[Lustre-devel] Lustre dcache clean up and distributed locking

tao.peng at emc.com tao.peng at emc.com
Wed Feb 8 23:35:55 PST 2012


> -----Original Message-----
> From: Peng, Tao
> Sent: Thursday, February 09, 2012 3:16 PM
> To: 'Fan Yong'
> Cc: adilger at whamcloud.com; bergwolf at gmail.com; Tang, Haiying; faibish, sorin; Liu, Xuezhao;
> laisiyao at whamcloud.com; green at whamcloud.com; eeb at whamcloud.com; bryon at whamcloud.com; lustre-
> devel at lists.lustre.org
> Subject: RE: Lustre dcache clean up and distributed locking
> 
> 
> > -----Original Message-----
> > From: Fan Yong [mailto:yong.fan at whamcloud.com]
> > Sent: Saturday, February 04, 2012 12:18 AM
> > To: Peng, Tao
> > Cc: adilger at whamcloud.com; bergwolf at gmail.com; Tang, Haiying; faibish,
> > sorin; Liu, Xuezhao; laisiyao at whamcloud.com; green at whamcloud.com;
> > eeb at whamcloud.com; bryon at whamcloud.com; lustre- devel at lists.lustre.org
> > Subject: Re: Lustre dcache clean up and distributed locking
> >
> > On 2/3/12 3:37 PM, tao.peng at emc.com wrote:
> > >> -----Original Message-----
> > >> From: Fan Yong [mailto:yong.fan at whamcloud.com]
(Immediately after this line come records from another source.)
//! Contextual keyword vocabulary.
//!
//! Contextual keywords are words with grammatical meaning only in specific positions (`get` inside an
//! accessor block, `weak` before a `var`, ...). They are **not** reserved: the lexer emits them as plain
//! identifiers and the parser checks the spelling through this registry when the position calls for it.
//!
//! ## Examples
//! ```rust
//! use mockgen_core::lang::contextual::{self, ContextualId};
//!
//! assert_eq!(contextual::from_str("willSet"), Some(ContextualId::WillSet));
//! assert!(contextual::is_declaration_modifier(ContextualId::Mutating));
//! ```

/// Stable identifier for contextual keywords.
#[derive(Debug, Clone, Copy, PartialEq, Eq, Hash)]
pub enum ContextualId {
    // Accessors
    Get,
    Set,
    WillSet,
    DidSet,

    // Ownership
    Weak,
    Unowned,
    Safe,
    Unsafe,

    // Declaration modifiers
    Mutating,
    Nonmutating,
    Lazy,
    Final,
    Override,
    Required,
    Convenience,
    Dynamic,
    Optional,
    Indirect,
    Prefix,
    Postfix,
    Infix,
    Open,
    Nonisolated,

    // Effects
    Async,

    // Declarations
    Actor,

    // Type prefixes
    Some,
    AnyExistential,
}

/// Broad grouping for contextual keywords.
#[derive(Debug, Clone, Copy, PartialEq, Eq, Hash)]
pub enum ContextualCategory {
    /// `get`, `set`, `willSet`, `didSet`.
    Accessor,
    /// `weak`, `unowned` and the `safe`/`unsafe` arguments of `unowned(...)`.
    Ownership,
    /// Modifiers that may precede a declaration keyword.
    Modifier,
    /// `async`.
    Effect,
    /// `actor`.
    Declaration,
    /// `some`/`any` before a type.
    TypePrefix,
}

/// Metadata for a contextual keyword.
#[derive(Debug, Clone, Copy)]
pub struct ContextualInfo {
    pub id: ContextualId,
    pub canonical: &'static str,
    pub category: ContextualCategory,
}

/// Registry of all contextual keywords.
pub const CONTEXTUAL_KEYWORDS: &[ContextualInfo] = &[
    info(ContextualId::Get, "get", ContextualCategory::Accessor),
    info(ContextualId::Set, "set", ContextualCategory::Accessor),
    info(ContextualId::WillSet, "willSet", ContextualCategory::Accessor),
    info(ContextualId::DidSet, "didSet", ContextualCategory::Accessor),
    info(ContextualId::Weak, "weak", ContextualCategory::Ownership),
    info(ContextualId::Unowned, "unowned", ContextualCategory::Ownership),
    info(ContextualId::Safe, "safe", ContextualCategory::Ownership),
    info(ContextualId::Unsafe, "unsafe", ContextualCategory::Ownership),
    info(ContextualId::Mutating, "mutating", ContextualCategory::Modifier),
    info(ContextualId::Nonmutating, "nonmutating", ContextualCategory::Modifier),
    info(ContextualId::Lazy, "lazy", ContextualCategory::Modifier),
    info(ContextualId::Final, "final", ContextualCategory::Modifier),
    info(ContextualId::Override, "override", ContextualCategory::Modifier),
    info(ContextualId::Required, "required", ContextualCategory::Modifier),
    info(ContextualId::Convenience, "convenience", ContextualCategory::Modifier),
    info(ContextualId::Dynamic, "dynamic", ContextualCategory::Modifier),
    info(ContextualId::Optional, "optional", ContextualCategory::Modifier),
    info(ContextualId::Indirect, "indirect", ContextualCategory::Modifier),
    info(ContextualId::Prefix, "prefix", ContextualCategory::Modifier),
    info(ContextualId::Postfix, "postfix", ContextualCategory::Modifier),
    info(ContextualId::Infix, "infix", ContextualCategory::Modifier),
    info(ContextualId::Open, "open", ContextualCategory::Modifier),
    info(ContextualId::Nonisolated, "nonisolated", ContextualCategory::Modifier),
    info(ContextualId::Async, "async", ContextualCategory::Effect),
    info(ContextualId::Actor, "actor", ContextualCategory::Declaration),
    info(ContextualId::Some, "some", ContextualCategory::TypePrefix),
    info(ContextualId::AnyExistential, "any", ContextualCategory::TypePrefix),
];

/// Canonical spelling.
pub fn as_str(id: ContextualId) -> &'static str {
    info_for(id).canonical
}

/// Category.
pub fn category(id: ContextualId) -> ContextualCategory {
    info_for(id).category
}

/// Full metadata.
///
/// ## Panics
/// - If the registry is missing an entry for `id` (this indicates a programming error).
pub fn info_for(id: ContextualId) -> &'static ContextualInfo {
    CONTEXTUAL_KEYWORDS
        .iter()
        .find(|k| k.id == id)
        .expect("contextual keyword info missing")
}

/// Lookup by spelling (case-sensitive).
pub fn from_str(s: &str) -> Option<ContextualId> {
    CONTEXTUAL_KEYWORDS.iter().find(|k| k.canonical == s).map(|k| k.id)
}

/// Return `true` if the word can appear in a declaration's modifier list.
///
/// Ownership words count as modifiers too: `weak var delegate: Delegate?`.
pub fn is_declaration_modifier(id: ContextualId) -> bool {
    matches!(
        category(id),
        ContextualCategory::Modifier | ContextualCategory::Ownership
    ) && !matches!(id, ContextualId::Safe | ContextualId::Unsafe)
}

const fn info(id: ContextualId, canonical: &'static str, category: ContextualCategory) -> ContextualInfo {
    ContextualInfo {
        id,
        canonical,
        category,
    }
}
> > >> Sent: Tuesday, January 31, 2012 8:02 PM
> > >> To: Peng, Tao
> > >> Cc: Andreas Dilger; bergwolf at gmail.com; Tang, Haiying; faibish,
> > >> sorin; Liu, Xuezhao; laisiyao at whamcloud.com; green at whamcloud.com;
> > >> eeb at whamcloud.com; bryon at whamcloud.com; lustre-
> > >> devel at lists.lustre.org
> > >> Subject: Re: Lustre dcache clean up and distributed locking
> > >>
> > >> On 1/31/12 7:27 AM, Andreas Dilger wrote:
> > >>> On 2012-01-30, at 12:46 AM,<tao.peng at emc.com>   wrote:
> > >>>> Sorry for the late reply. I got your email earlier but didn't
> > >>>> have chance to read the document
> > due
> > >> to very limited internet access.
> > >>>> Thank you very much for taking detailed look at the document and giving so many valuable
> comments.
> > >>>>
> > >>>> About adding new inode bitlock, I must admit that I missed
> > >>>> hardlink case. Although the lock mode
> > >> can be changed to be the same as LOOKUP lock, I agree that inode
> > >> bitlock cannot sufficiently
> > protect
> > >> every name/dentry separately for hardlinked files. And I agree, as
> > >> you suggested in the document, adding a name entry based lock can solve it.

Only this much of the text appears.